For coloured grout, start with the bicarbonate paste and hydrogen peroxide approach before even considering bleach. Crucially, always do a patch test in an inconspicuous corner – behind the toilet, along the lowest row of tiles – and leave it for the full treatment time before assessing the result. If there is any colour change, stop and rethink your product choice.
If you are considering re-grouting at any point, it is worth knowing that epoxy grout is a genuinely superior option for bathroom environments. Unlike cement-based grout, epoxy grout is non-porous, does not absorb moisture or soap residue, and is dramatically more resistant to bacterial colonisation. It costs more and is more demanding to apply, but the long-term maintenance reduction is considerable.
Prevention – Because You Really Do Not Want to Be Doing This Every Fortnight
The Environmental Conditions You Need to Change
Serratia marcescens is not a sign of a dirty bathroom – but it is a fairly direct readout of a damp one. The single most impactful change most London bathrooms need is improved ventilation. If your extractor fan is more decorative than functional, or if your bathroom has no fan at all (a surprisingly common situation in older converted flats), that is the root issue that no amount of cleaning product will compensate for. Run the extractor fan during every shower and for at least twenty minutes afterwards. If natural ventilation is your only option, open a window post-shower even in winter – the temperature drop is considerably less harmful than the persistent humidity.

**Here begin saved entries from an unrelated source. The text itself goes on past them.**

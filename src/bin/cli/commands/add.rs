use anyhow::{bail, Context, Result};

use vocabuilder_lib::history::TranslationRecord;
use vocabuilder_lib::translate::{TranslateError, TranslationFields};
use vocabuilder_lib::validation::normalize_word_input;

use crate::app::App;
use crate::OutputFormat;

pub fn run(
    app: &App,
    word: &str,
    translation: String,
    part_of_speech: String,
    example: String,
    example_translation: String,
    format: &OutputFormat,
) -> Result<()> {
    let Some(word) = normalize_word_input(word) else {
        bail!("{}", TranslateError::InvalidWordInput.user_message());
    };

    let record = TranslationRecord::new(
        word,
        TranslationFields {
            translation,
            part_of_speech,
            example,
            example_translation,
        },
        vocabuilder_lib::now_millis(),
    );

    let saved = app
        .vocabulary
        .save_translation(&record)
        .context("Failed to save translation")?;
    if !saved {
        bail!("Translation history is corrupted. Not saved to avoid overwriting existing data.");
    }

    match format {
        OutputFormat::Json => {
            println!("{}", serde_json::to_string_pretty(&record)?);
        }
        OutputFormat::Plain => {
            println!("Saved \"{}\" → {}", record.word, record.translation);
            println!("  ID: {}", record.id);
        }
    }

    Ok(())
}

Get into the habit of running a squeegee over tiles and the shower curtain after every use. It takes approximately forty-five seconds and removes the moisture film that the bacterium depends on. Keep a small spray bottle of diluted white vinegar or hydrogen peroxide solution in the shower, and give grout lines and the curtain hem a quick weekly spritz as a preventative measure. You are not cleaning at that point – you are maintaining a hostile environment for something that would very much like to move back in.

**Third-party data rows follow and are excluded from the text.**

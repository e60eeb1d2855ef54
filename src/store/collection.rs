//! Whole-collection reads and writes with corruption handling
//!
//! A collection is a JSON array stored under a single key. A value that does
//! not parse, or whose elements fail their schema, is never discarded: the raw
//! value is copied to `{key}-corrupt-backup` (unless a backup already exists)
//! and the read reports `Unreadable` so callers can refuse to overwrite it.

use std::fmt;
use std::sync::Arc;

use serde::de::DeserializeOwned;
use serde::Serialize;

use super::backend::KeyValueStore;
use super::Result;

/// Suffix appended to a collection key to form its backup key
const CORRUPT_BACKUP_SUFFIX: &str = "-corrupt-backup";

/// Structural rules a persisted type enforces beyond its JSON shape
#[derive(Debug, Clone, PartialEq)]
pub struct SchemaViolation(pub String);

impl fmt::Display for SchemaViolation {
    fn fmt(&self, f: &mut fmt::Formatter<'_>) -> fmt::Result {
        f.write_str(&self.0)
    }
}

/// A type that can be stored in a collection
pub trait Schema: Serialize + DeserializeOwned {
    fn validate(&self) -> std::result::Result<(), SchemaViolation>;
}

/// Outcome of reading a collection
#[derive(Debug, Clone, PartialEq)]
pub enum CollectionRead<T> {
    /// Absent (read as empty) or successfully parsed
    Readable(Vec<T>),
    /// Present but corrupted; the raw value has been preserved
    Unreadable,
}

impl<T> CollectionRead<T> {
    pub fn is_readable(&self) -> bool {
        matches!(self, Self::Readable(_))
    }

    pub fn into_readable(self) -> Option<Vec<T>> {
        match self {
            Self::Readable(items) => Some(items),
            Self::Unreadable => None,
        }
    }

    /// Degrade to an empty collection; only for read-only callers
    pub fn or_empty(self) -> Vec<T> {
        self.into_readable().unwrap_or_default()
    }
}

enum Corruption {
    Json(serde_json::Error),
    Schema { index: usize, violation: SchemaViolation },
}

impl fmt::Display for Corruption {
    fn fmt(&self, f: &mut fmt::Formatter<'_>) -> fmt::Result {
        match self {
            Corruption::Json(e) => write!(f, "invalid JSON: {}", e),
            Corruption::Schema { index, violation } => {
                write!(f, "element {} failed validation: {}", index, violation)
            }
        }
    }
}

/// Collection-level access to a key-value backend
#[derive(Clone)]
pub struct DurableStore {
    backend: Arc<dyn KeyValueStore>,
}

impl DurableStore {
    pub fn new(backend: Arc<dyn KeyValueStore>) -> Self {
        Self { backend }
    }

    pub fn backend(&self) -> &Arc<dyn KeyValueStore> {
        &self.backend
    }

    /// Key under which a corrupted value of `key` is preserved
    pub fn backup_key(key: &str) -> String {
        format!("{}{}", key, CORRUPT_BACKUP_SUFFIX)
    }

    /// Read and validate the collection stored under `key`
    pub fn read_collection<T: Schema>(&self, key: &str) -> Result<CollectionRead<T>> {
        let raw = match self.backend.get(key)? {
            Some(raw) if !raw.is_empty() => raw,
            _ => return Ok(CollectionRead::Readable(Vec::new())),
        };

        match Self::parse::<T>(&raw) {
            Ok(items) => Ok(CollectionRead::Readable(items)),
            Err(cause) => {
                self.backup_corrupted(key, &raw, &cause)?;
                Ok(CollectionRead::Unreadable)
            }
        }
    }

    /// Replace the collection stored under `key` in a single write.
    ///
    /// Callers must have seen a `Readable` result for `key` first.
    pub fn write_collection<T: Schema>(&self, key: &str, items: &[T]) -> Result<()> {
        let json = serde_json::to_string(items)?;
        self.backend.set(key, &json)
    }

    pub fn remove_key(&self, key: &str) -> Result<()> {
        self.backend.remove(key)
    }

    fn parse<T: Schema>(raw: &str) -> std::result::Result<Vec<T>, Corruption> {
        let items: Vec<T> = serde_json::from_str(raw).map_err(Corruption::Json)?;
        for (index, item) in items.iter().enumerate() {
            item.validate()
                .map_err(|violation| Corruption::Schema { index, violation })?;
        }
        Ok(items)
    }

    fn backup_corrupted(&self, key: &str, raw: &str, cause: &Corruption) -> Result<()> {
        let backup_key = Self::backup_key(key);
        let has_backup = matches!(self.backend.get(&backup_key)?, Some(existing) if !existing.is_empty());

        if has_backup {
            log::error!(
                "[storage] Corrupted data detected for \"{}\" ({}). Refusing to overwrite existing data; backup \"{}\" already exists and was kept.",
                key,
                cause,
                backup_key
            );
        } else {
            self.backend.set(&backup_key, raw)?;
            log::error!(
                "[storage] Corrupted data detected for \"{}\" ({}). Refusing to overwrite existing data; raw value copied to \"{}\".",
                key,
                cause,
                backup_key
            );
        }

        Ok(())
    }
}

Switching Up Your Products and Habits
A less obvious but genuinely effective preventative measure is switching from bar soap to liquid body wash. Bar soap leaves a significantly higher volume of fatty residue on shower surfaces – the familiar grey-white scum that Serratia marcescens treats as a perfectly balanced meal. Liquid products produce far less of it, which meaningfully reduces the available food source.

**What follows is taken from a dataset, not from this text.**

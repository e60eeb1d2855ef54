pub mod add;
pub mod history;
pub mod review;
pub mod stats;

After every shower, take five seconds to rinse the curtain down with clean water from the showerhead, flushing residual soap from the surface before it can settle and feed anything. Do a targeted clean of grout lines once a month rather than waiting for visible growth to appear – at that stage, you are removing an established colony rather than preventing one from forming, and the latter is considerably less work. The difference in effort between regular light maintenance and an occasional intensive clean is enormous, and your bathroom will reflect it.